Raz-de-marée SOS
aux Élections CARMF

Interview du futur Président de la CARMF

Patrice Planté : 280 élus sous votre étiquette contre 4 pour votre adversaire et 2 pour MG France qui a fait campagne contre vous, vous devez être très satisfait ?

Gérard Maudrux : Oui et non. Ce n'est pas la grande joie. Cette victoire me laisse un goût amer, celui de 3 ans de perdus, à cause d'une poignée d'individus qui ont refusé de prendre conscience de l'état d'esprit de la profession. je vous signale que MG France n'était pas seul, quelques syndicats départementaux ont également essuyé un échec sévère.

Patrice Planté : Lesquels ?

Gérard Maudrux : je ne vous donnerai qu'un exemple. Dans les Alpes Maritimes, où l'union syndicale CSMF, SML, FMF a présenté une liste complète contre notre liste associée au SMI. lis n'ont eu qu'un élu sur 15 candidats.

Patrice Planté : Qu'envisagez-vous pour la suite ?

Gérard Maudrux : Gagner ces élections était chose facile et je ne me faisais pas trop de soucis, connaissant la position des confrères. La suite sera moins évidente.
Que pourra-t-on faire avec un tel carcan administratif ?
Le Conseil n'a pas, ou peu, de pouvoir. Toutes nos décisions doivent, pour être appliquées, passer par un décret. Le gouvernement ignore toutes les décisions qui ne lui plaisent pas et s'il veut en prendre d'autres, peu importe notre avis, il décrète ou légifère.

Patrice Planté : Comment faire ?

Gérard Maudrux : L'opinion clairement exprimée à deux reprises par la profession et le score de ces élections devraient nous aider. La tutelle ne pourra y être indifférente, sauf à créer une situation de conflit. Nous avons une majorité très large au Conseil et si celui-ci n'est pas écouté, il peut faire comme je l'ai fait il y a deux ans, démissionner ou, cette fois, mieux, faire grève, ultime recours. Nous avons trois ans devant nous pour négocier et obtenir des résultats. Si rien ne peut être fait dans ce délai, il y aura des problèmes.

Patrice Planté : Quel est le programme ?

Gérard Maudrux : Il a déjà été, en partie, expliqué dans notre Livre Gris. Pour le régime de base, le gros problème est la compensation. Pour le régime complémentaire, gel des cotisations. L'ASV sera le gros morceau. Il n'y a qu'une seule solution : trouver une sortie honorable.
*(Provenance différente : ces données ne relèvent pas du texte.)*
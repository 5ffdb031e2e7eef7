use bytes::BytesMut;

#[derive(Debug, thiserror::Error, PartialEq, Eq)]
#[error("line is not valid UTF-8: {lossy:?}")]
pub struct InvalidUtf8 {
    /// The line with invalid sequences replaced, for logging only.
    pub lossy: String,
}

/// Incremental newline splitter for a worker's output stream.
///
/// Chunks arrive with arbitrary boundaries. `feed` returns every line completed by the
/// chunk, in arrival order, and keeps at most one unterminated tail for the next call.
/// Bytes are accumulated before decoding, so a multi-byte character split across two
/// chunks is decoded once both halves have arrived. A completed line that is still not
/// valid UTF-8 comes back as an error rather than being repaired.
#[derive(Debug, Default)]
pub struct LineBuffer {
    pending: BytesMut,
}

impl LineBuffer {
    pub fn new() -> Self {
        Self::default()
    }

    /// Append a chunk and drain the complete lines it finishes (without the `\n`).
    pub fn feed(&mut self, chunk: &[u8]) -> Vec<Result<String, InvalidUtf8>> {
        self.pending.extend_from_slice(chunk);

        let mut lines = Vec::new();
        while let Some(pos) = self.pending.iter().position(|b| *b == b'\n') {
            let line = self.pending.split_to(pos + 1);
            lines.push(String::from_utf8(line[..pos].to_vec()).map_err(|e| InvalidUtf8 {
                lossy: String::from_utf8_lossy(e.as_bytes()).into_owned(),
            }));
        }
        lines
    }

    /// The unterminated tail currently held back.
    pub fn pending(&self) -> &[u8] {
        &self.pending
    }

    /// Take the unterminated tail, leaving the buffer empty. Used at end of stream, where
    /// the tail is only logged.
    pub fn take_partial(&mut self) -> Option<String> {
        if self.pending.is_empty() {
            return None;
        }
        let rest = self.pending.split();
        Some(String::from_utf8_lossy(&rest).into_owned())
    }
}
use super::command::GET_CHARACTERS;
use serde::Serialize;
use serde_json::Value;

/// Status value the worker emits once it is accepting commands.
pub const STATUS_READY: &str = "ready";

/// Command sent automatically after the first `ready` envelope.
pub const INITIAL_REQUEST: &str = GET_CHARACTERS;

/// A complete line that parsed as JSON.
///
/// The raw text is kept so it can be forwarded verbatim; the parsed value is kept so
/// downstream consumers never parse the same line twice.
#[derive(Debug, Clone)]
pub struct Envelope {
    raw: String,
    value: Value,
}

#[derive(Debug, thiserror::Error)]
#[error("malformed line {line:?}: {source}")]
pub struct MalformedLine {
    pub line: String,
    #[source]
    pub source: serde_json::Error,
}

impl Envelope {
    /// Decode one complete line. Blank lines yield `None`.
    pub fn decode(line: &str) -> Option<Result<Envelope, MalformedLine>> {
        let trimmed = line.trim();
        if trimmed.is_empty() {
            return None;
        }
        Some(
            serde_json::from_str::<Value>(trimmed)
                .map(|value| Envelope {
                    raw: trimmed.to_string(),
                    value,
                })
                .map_err(|source| MalformedLine {
                    line: trimmed.to_string(),
                    source,
                }),
        )
    }

    /// Serialize a host-produced envelope.
    pub fn from_serialize<T: Serialize>(payload: &T) -> serde_json::Result<Envelope> {
        let value = serde_json::to_value(payload)?;
        let raw = serde_json::to_string(&value)?;
        Ok(Envelope { raw, value })
    }

    /// The status discriminator, when the document is an object carrying one.
    pub fn status(&self) -> Option<&str> {
        self.value().get("status").and_then(Value::as_str)
    }

    pub fn raw(&self) -> &str {
        &self.raw
    }

    pub fn value(&self) -> &Value {
        &self.value
    }

    pub fn into_raw(self) -> String {
        self.raw
    }
}

/// Fires the initial request exactly once per worker lifetime.
#[derive(Debug, Default)]
pub struct ReadyHandshake {
    fired: bool,
}

impl ReadyHandshake {
    /// Returns the command to send when `env` is the first `ready` envelope seen.
    pub fn observe(&mut self, env: &Envelope) -> Option<&'static str> {
        if self.fired || env.status() != Some(STATUS_READY) {
            return None;
        }
        self.fired = true;
        Some(INITIAL_REQUEST)
    }
}

/// Envelopes produced by the host itself rather than the worker.
#[derive(Debug, Clone, Serialize)]
#[serde(tag = "status", rename_all = "snake_case")]
pub enum HostEnvelope {
    BuildStringSaved {
        class: String,
        spec: String,
        build_type: String,
    },
    TalentBuildsLoaded {
        builds: Value,
    },
    TalentTree {
        class: String,
        spec: String,
        tree: Value,
    },
}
Nous devons nous appuyer sur la législation européenne pour faire cesser ce qui peut être considéré comme une escroquerie, le droit interne permettant tous les abus de la part de ceux qui sont juge et parti. Les confrères commencent à s'en rendre compte, grâce à notre information confirmée par un récent rapport de la Cour des Comptes.

Patrice Planté : Vous reprendrez alors le chemin tracé par SOS ACTION SANTÉ avec sa plainte en manquement déposée à la Commission Européenne.
Quelle sera votre position pour les Unions ?

Gérard Maudrux : La CARMF ou SOS Retraite s'occupent de retraite, nous n'avons pas à prendre position. A titre personnel, je ne voterai pas.

Patrice Planté : Pour quelles raisons ?

Gérard Maudrux : J'aimerais bien que l'on m'explique à quoi servent ces Unions.
Après 6 ans, au risque de passer pour un imbécile, je n'ai toujours pas compris et je ne peux voter pour quelque chose que je ne comprends pas.
Les candidats ne présentent ni bilan, ni programme.
On entend dire que c'est pour la défense de la profession, mais où est le bilan de 6 ans de fonctionnement et quelles sont les actions prévues dans ce sens ?
Je trouve que nous payons cher pour permettre aux syndicats officiels de se payer une arène pour leurs joutes.
Je préférerais que l'on arrête là ce machin, qu'on nous rende notre argent et que nos syndicats s'occupent de nous défendre plutôt que de se défendre.
Enfin, ces élections ne sont pas démocratiques. Seuls peuvent se présenter ceux qui sont agréés par la tutelle.
Ce n'est pas normal. Comme à l'Ordre ou à la CARMF, tout le monde devrait pouvoir se présenter.
Les syndicats ne veulent pas, car il y aurait des surprises concernant leur représentativité.